A. Nostalgia takes you back to a simpler time. But that simplicity comes from the fact that you are ignorant of the complexity. The childlike vision of the world is one where you don’t understand how things work: The dishes just magically get washed, and the food magically appears, and there’s something wonderful about that. People who don’t study the pre-industrial past have that same childlike vision of what life was like because they don’t know all of the bad things about it. Nostalgia is a selective forgetting.

Q. How did your own belief system change as you investigated this?

A. I went into this book thinking it was going to be a straight debunking of naturalness. That’s not where I ended up. I ended up thinking it makes sense to value things simply because they are natural: Yellowstone National Park is valuable because it is more natural than other places. It’s fine to value naturalness in the same way that we might value freedom or beauty. The problem is that it’s not the only value — which is where you get when you confuse nature with God. That means there are going to be tradeoffs sometimes. Sometimes what’s natural is not going to be good for our health. Sometimes what’s natural — take Yellowstone — is not going to be good for something else we value, like accessibility.
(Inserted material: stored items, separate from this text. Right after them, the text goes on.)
//! Error types for the settings crate.
//!
//! This module provides structured error types for preference validation
//! and persistence.

use std::io;
use thiserror::Error;

/// Errors that can occur during settings operations.
#[derive(Error, Debug)]
pub enum SettingsError {
    /// A preference value is invalid.
    #[error("Invalid setting '{key}': {reason}")]
    InvalidSetting { key: String, reason: String },

    /// The preferences file format is not supported.
    #[error("Unsupported preferences format: {0}")]
    UnsupportedFormat(String),

    /// The configuration directory could not be found or created.
    #[error("Config directory error: {0}")]
    ConfigDirectory(String),

    /// I/O error during file operations.
    #[error("I/O error: {0}")]
    IoError(#[from] io::Error),

    /// JSON serialization/deserialization error.
    #[error("JSON error: {0}")]
    JsonError(#[from] serde_json::Error),

    /// TOML deserialization error.
    #[error("TOML error: {0}")]
    TomlError(#[from] toml::de::Error),

    /// TOML serialization error.
    #[error("TOML encode error: {0}")]
    TomlEncodeError(#[from] toml::ser::Error),
}

impl SettingsError {
    pub(crate) fn invalid(key: &str, reason: impl Into<String>) -> Self {
        Self::InvalidSetting {
            key: key.to_string(),
            reason: reason.into(),
        }
    }
}

/// Result type alias for settings operations.
pub type SettingsResult<T> = Result<T, SettingsError>;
You have to have a road through Yellowstone Park or people can’t get to it, so you make it slightly less natural. I came out of this project thinking we need to be able to love and value nature without worshipping it. That is to say, without assuming that any departure from nature is corrupt or bad.
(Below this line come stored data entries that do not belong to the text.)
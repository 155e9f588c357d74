use proptest::prelude::*;
use roomkit_designer::geometry::{
    point_to_segment_distance, polygon_area, polygon_perimeter, room_outline, snap,
};
use roomkit_designer::{Point2D, Wall};

fn wall(x1: f64, y1: f64, x2: f64, y2: f64) -> Wall {
    Wall::new(Point2D::new(x1, y1), Point2D::new(x2, y2), 2.7, 0.2)
}

#[test]
fn test_canonical_rectangle() {
    let walls = vec![
        wall(0.0, 0.0, 4.0, 0.0),
        wall(4.0, 0.0, 4.0, 3.0),
        wall(4.0, 3.0, 0.0, 3.0),
        wall(0.0, 3.0, 0.0, 0.0),
    ];
    assert!((polygon_area(&room_outline(&walls)) - 12.0).abs() < 1e-9);
    assert!((polygon_perimeter(&walls) - 14.0).abs() < 1e-9);
}

#[test]
fn test_outline_dedupes_shared_corners() {
    let walls = vec![wall(0.0, 0.0, 2.0, 0.0), wall(2.0, 0.0, 2.0, 2.0)];
    assert_eq!(room_outline(&walls).len(), 3);
}

proptest! {
    #[test]
    fn test_snap_is_idempotent(
        x in -1000.0f64..1000.0,
        y in -1000.0f64..1000.0,
        grid in prop::sample::select(vec![0.05f64, 0.1, 0.25, 0.5, 1.0]),
    ) {
        let once = snap(Point2D::new(x, y), grid);
        let twice = snap(once, grid);
        prop_assert_eq!(once, twice);
    }

    #[test]
    fn test_snap_moves_at_most_half_a_cell(
        x in -100.0f64..100.0,
        y in -100.0f64..100.0,
        grid in 0.01f64..2.0,
    ) {
        let snapped = snap(Point2D::new(x, y), grid);
        prop_assert!((snapped.x - x).abs() <= grid / 2.0 + 1e-9);
        prop_assert!((snapped.y - y).abs() <= grid / 2.0 + 1e-9);
    }

    #[test]
    fn test_segment_distance_bounded_by_endpoints(
        px in -10.0f64..10.0, py in -10.0f64..10.0,
        ax in -10.0f64..10.0, ay in -10.0f64..10.0,
        bx in -10.0f64..10.0, by in -10.0f64..10.0,
    ) {
        let p = Point2D::new(px, py);
        let a = Point2D::new(ax, ay);
        let b = Point2D::new(bx, by);
        let d = point_to_segment_distance(p, a, b);
        let to_a = (px - ax).hypot(py - ay);
        let to_b = (px - bx).hypot(py - by);
        prop_assert!(d <= to_a.min(to_b) + 1e-9);
        prop_assert!(d >= 0.0);
    }
}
Q. But where does that leave you? Practically, in your daily life.

A. My editors asked the same thing. What’s the alternative? We run into these questions all the time. How do I parent my kid? What do I eat? How should I choose to give birth? When you take away that simple and existentially satisfying rule of thumb that natural is good, you need to put something in its place.

My answer to that is that we need to be comfortable with uncertainty. Sometimes the natural approach will be better. Sometimes the natural approach will be worse. It’s unfortunate because that’s not a satisfying theological answer.

Q. It can be an exciting answer though. Embracing uncertainty means embracing dynamism and wonder.

A. I love the word wonder because wonder is an optimist’s synonym for doubt or uncertainty. To wonder is to not know. But it’s to not know in a way that makes for awe and joy rather than anxiety and ignorance.

One thing that’s really helped me, especially during this uncertain time, is that I don’t see uncertainty as something that needs to be overcome, but celebrated instead. As I was talking to the experts I interviewed for this book, I noticed that the most knowledgeable people are more attuned to complexity: The more you learn, the more your expectations are overturned, and that experience of uncertainty becomes normal.

This is really important at this time of the pandemic. It’s OK — imperative even — to change our minds. When a scientific body or a government shifts its position on something because new data has come in, that does not represent weakness or a violation of a law that we used to think was universal. It just means that they are being responsible rather than dogmatic. Reframing uncertainty as wonder, and certainty as dogmatism, can do a lot for feeling more secure in our uncertainty.